From the beginning, the administration declared war on the words that protected equal rights for all Americans, fired women and racial minorities from leadership positions, and attacked transgender Americans. It worked to replace civil servants with loyalists who embraced the tenets of Project 2025, putting people like former Fox News host Pete Hegseth at the head of government agencies. Yesterday Greg Jaffe and Maggie Haberman of the New York Times reported that in a break with past practices, Hegseth, now secretary of defense, is requiring nominees for four-star general positions in the U.S. military to meet personally with Trump.
It worked to dismantle the government by refusing to release the money Congress had appropriated to fund the existing government. Thanks to billionaire Elon Musk at the “Department of Government Efficiency” and Russell Vought—another author of Project 2025—at the Office of Management and Budget, the administration illegally impounded funds, slashing through funding for foreign aid, cancer research, veterans’ benefits, air traffic control staffing, and so on, claiming to be eliminating “waste, fraud, and abuse.” That fight is ongoing.
Richardson proceeded to enumerate the extent to which MAGA is implementing Project 2025–shrinking or abolishing government programs that serve ordinary people while further enriching the wealthy. The party of “limited government” is dramatically expanding government’s power.
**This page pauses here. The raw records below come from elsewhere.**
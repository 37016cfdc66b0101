//! IMC (body-mass-index) computation and classification.
//!
//! This module holds the entire arithmetic core of the calculator screen:
//! parsing the two text inputs, computing weight / height², classifying the
//! result into one of five ordered categories, and deriving the presentation
//! values (progress fraction, advisory tip) from an already-validated reading.

/// Lower bound of the progress-bar display range.
///
pub const PROGRESS_MIN: f64 = 15.0;

/// Upper bound of the progress-bar display range.
///
pub const PROGRESS_MAX: f64 = 40.0;

/// Fixed validation message shown when either input is not a positive number.
///
pub const INVALID_INPUT_MESSAGE: &str =
    "Veuillez entrer des valeurs numériques valides (ex: 72, 175).";

/// Prompt shown in the tip box before any computation has been performed.
///
const DEFAULT_TIP: &str =
    "Entrez vos informations puis appuyez sur Calculer pour obtenir des conseils.";

/// Specifying the five weight-status categories, ordered by ascending IMC
/// threshold.
///
#[derive(Debug, PartialEq, Eq, Clone, Copy)]
pub enum Category {
    Underweight,
    Normal,
    Overweight,
    ModerateObesity,
    SevereObesity,
}

impl Category {
    /// Classify an IMC value. Thresholds are first-match-wins ascending, so a
    /// value sitting exactly on a threshold resolves to the higher category.
    ///
    pub fn from_value(value: f64) -> Category {
        if value < 18.5 {
            Category::Underweight
        } else if value < 25.0 {
            Category::Normal
        } else if value < 30.0 {
            Category::Overweight
        } else if value < 40.0 {
            Category::ModerateObesity
        } else {
            Category::SevereObesity
        }
    }

    /// Return all categories in threshold order, for the legend.
    ///
    pub fn all() -> [Category; 5] {
        [
            Category::Underweight,
            Category::Normal,
            Category::Overweight,
            Category::ModerateObesity,
            Category::SevereObesity,
        ]
    }

    /// Return the display label.
    ///
    pub fn label(&self) -> &'static str {
        match self {
            Category::Underweight => "Maigreur",
            Category::Normal => "Normal",
            Category::Overweight => "Surpoids",
            Category::ModerateObesity => "Obésité modérée",
            Category::SevereObesity => "Obésité sévère",
        }
    }

    /// Return the advisory tip for this category.
    ///
    pub fn tip(&self) -> &'static str {
        match self {
            Category::Underweight => {
                "Augmentez légèrement l'apport calorique et privilégiez les aliments riches en nutriments."
            }
            Category::Normal => {
                "Continuez votre mode de vie — alimentation équilibrée + activité régulière."
            }
            Category::Overweight => {
                "Réduisez les aliments transformés, bougez plus — consultez un professionnel si besoin."
            }
            Category::ModerateObesity => {
                "Adoptez une alimentation contrôlée et augmentez l'activité physique ; demandez un suivi si nécessaire."
            }
            Category::SevereObesity => {
                "Consultez un professionnel de santé pour un accompagnement médical et un plan adapté."
            }
        }
    }

    /// Return the ASCII figure illustrating this category. Stands in for the
    /// per-category image asset of the mobile rendition.
    ///
    pub fn figure(&self) -> &'static str {
        match self {
            Category::Underweight => concat!("  o  \n", "  |  \n", " / \\ "),
            Category::Normal => concat!("  o  \n", " /|\\ \n", " / \\ "),
            Category::Overweight => concat!("  o  \n", "-(|)-\n", " / \\ "),
            Category::ModerateObesity => concat!("  o  \n", "-((|))-\n", "  / \\ "),
            Category::SevereObesity => concat!("   o   \n", "-(((|)))-\n", "   / \\ "),
        }
    }
}

/// Houses the outcome of one calculation request.
///
/// The default instance represents "no computation performed yet". `value` is
/// present if and only if `message` is absent, and `category` is derived from
/// `value` alone, never set independently.
///
#[derive(Debug, PartialEq, Clone, Default)]
pub struct Reading {
    pub value: Option<f64>,
    pub category: Option<Category>,
    pub message: Option<&'static str>,
}

impl Reading {
    /// Return whether no computation has been performed yet.
    ///
    pub fn is_empty(&self) -> bool {
        self.value.is_none() && self.category.is_none() && self.message.is_none()
    }
}

/// Compute an IMC reading from the raw weight (kg) and height (cm) inputs.
///
/// Both inputs tolerate a comma decimal separator. Any parse failure or
/// non-positive value yields a reading carrying only the fixed validation
/// message. Otherwise the value is weight / height_m², rounded to two
/// decimal places and classified.
///
pub fn compute(weight_text: &str, height_text: &str) -> Reading {
    let weight = parse_number(weight_text);
    let height_m = parse_number(height_text).map(|cm| cm / 100.0);

    match (weight, height_m) {
        (Some(w), Some(h)) if w > 0.0 && h > 0.0 => {
            let value = (w / (h * h) * 100.0).round() / 100.0;
            Reading {
                value: Some(value),
                category: Some(Category::from_value(value)),
                message: None,
            }
        }
        _ => Reading {
            value: None,
            category: None,
            message: Some(INVALID_INPUT_MESSAGE),
        },
    }
}

/// Map an IMC value into the `[0, 1]` progress fraction by clamping into
/// `[PROGRESS_MIN, PROGRESS_MAX]` and rescaling. An absent value maps to 0.
///
pub fn progress_fraction(value: Option<f64>) -> f64 {
    match value {
        Some(v) => {
            let clamped = v.max(PROGRESS_MIN).min(PROGRESS_MAX);
            (clamped - PROGRESS_MIN) / (PROGRESS_MAX - PROGRESS_MIN)
        }
        None => 0.0,
    }
}

/// Return the advisory tip for the given category, or the default prompt when
/// no category is set yet.
///
pub fn tip_for(category: Option<Category>) -> &'static str {
    match category {
        Some(category) => category.tip(),
        None => DEFAULT_TIP,
    }
}

/// Parse a locale-tolerant decimal number, accepting a comma separator.
///
fn parse_number(text: &str) -> Option<f64> {
    text.trim()
        .replace(',', ".")
        .parse::<f64>()
        .ok()
        .filter(|v| v.is_finite())
}

#[cfg(test)]
mod tests {
    use super::*;

    #[test]
    fn compute_example_values() {
        let reading = compute("72", "175");
        assert_eq!(reading.value, Some(23.51));
        assert_eq!(reading.category, Some(Category::Normal));
        assert_eq!(reading.message, None);
    }

    #[test]
    fn compute_accepts_comma_separator() {
        let period = compute("72.5", "175");
        let comma = compute("72,5", "175");
        assert_eq!(period, comma);
        assert_eq!(comma.category, Some(Category::Normal));
    }

    #[test]
    fn compute_is_deterministic() {
        assert_eq!(compute("80", "180"), compute("80", "180"));
    }

    #[test]
    fn compute_rounds_to_two_decimals() {
        // 58 / 1.72² = 19.6052...
        let reading = compute("58", "172");
        assert_eq!(reading.value, Some(19.61));
    }

    #[test]
    fn compute_rejects_zero_weight() {
        let reading = compute("0", "175");
        assert_eq!(reading.value, None);
        assert_eq!(reading.category, None);
        assert_eq!(reading.message, Some(INVALID_INPUT_MESSAGE));
    }

    #[test]
    fn compute_rejects_zero_height() {
        let reading = compute("72", "0");
        assert_eq!(reading.value, None);
        assert_eq!(reading.message, Some(INVALID_INPUT_MESSAGE));
    }

    #[test]
    fn compute_rejects_negative_inputs() {
        assert!(compute("-72", "175").message.is_some());
        assert!(compute("72", "-175").message.is_some());
    }

    #[test]
    fn compute_rejects_non_numeric_inputs() {
        assert!(compute("abc", "175").message.is_some());
        assert!(compute("72", "").message.is_some());
        assert!(compute("", "").message.is_some());
    }

    #[test]
    fn compute_rejects_non_finite_inputs() {
        assert!(compute("inf", "175").message.is_some());
        assert!(compute("NaN", "175").message.is_some());
    }

    #[test]
    fn classification_boundaries_resolve_upward() {
        assert_eq!(Category::from_value(18.49), Category::Underweight);
        assert_eq!(Category::from_value(18.5), Category::Normal);
        assert_eq!(Category::from_value(24.99), Category::Normal);
        assert_eq!(Category::from_value(25.0), Category::Overweight);
        assert_eq!(Category::from_value(29.99), Category::Overweight);
        assert_eq!(Category::from_value(30.0), Category::ModerateObesity);
        assert_eq!(Category::from_value(39.99), Category::ModerateObesity);
        assert_eq!(Category::from_value(40.0), Category::SevereObesity);
    }

    #[test]
    fn classification_is_total() {
        for v in [0.0, 10.0, 18.5, 22.0, 27.5, 35.0, 40.0, 80.0] {
            // from_value always returns exactly one category
            let category = Category::from_value(v);
            assert!(Category::all().contains(&category));
        }
    }

    #[test]
    fn progress_fraction_endpoints() {
        assert_eq!(progress_fraction(Some(15.0)), 0.0);
        assert_eq!(progress_fraction(Some(40.0)), 1.0);
    }

    #[test]
    fn progress_fraction_clamps_out_of_range_values() {
        assert_eq!(progress_fraction(Some(5.0)), 0.0);
        assert_eq!(progress_fraction(Some(50.0)), 1.0);
    }

    #[test]
    fn progress_fraction_absent_value() {
        assert_eq!(progress_fraction(None), 0.0);
    }

    #[test]
    fn progress_fraction_is_monotonic() {
        let samples = [5.0, 15.0, 18.5, 23.51, 30.0, 40.0, 50.0];
        let fractions: Vec<f64> = samples
            .iter()
            .map(|v| progress_fraction(Some(*v)))
            .collect();
        for pair in fractions.windows(2) {
            assert!(pair[0] <= pair[1]);
        }
        for fraction in fractions {
            assert!((0.0..=1.0).contains(&fraction));
        }
    }

    #[test]
    fn tip_for_every_category() {
        for category in Category::all() {
            assert!(!tip_for(Some(category)).is_empty());
        }
        assert_eq!(tip_for(None), DEFAULT_TIP);
    }

    #[test]
    fn reading_default_is_empty() {
        assert!(Reading::default().is_empty());
        assert!(!compute("72", "175").is_empty());
        assert!(!compute("x", "y").is_empty());
    }
}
The administration set out to purge the country of what extremists claimed was “leftist” influence in law firms, media, and universities. It illegally blocked lawyers from law firms that represented Democrats from access to federal buildings, making it impossible for them to represent their clients. It sued media outlets for alleged bias, and it withheld congressionally appropriated funds for universities.
There’s much more, as we all know– that daily firehose of assaults on the government of We the People, assaults aimed at replacing the America we thought we knew. substituting cronies for civil servants so that “royal court” can invite bribery and engage in open corruption with impunity.
We the People need to keep that big picture in mind. We need to ignore the self-engrossed pundits mucking around in the weeds, criticising various Democrats and focusing on perceived past errors. We have one job. ONE JOB. We need to take Congress back from the GOP invertebrates who will go down in history either as complicit fascists or disgraceful quislings.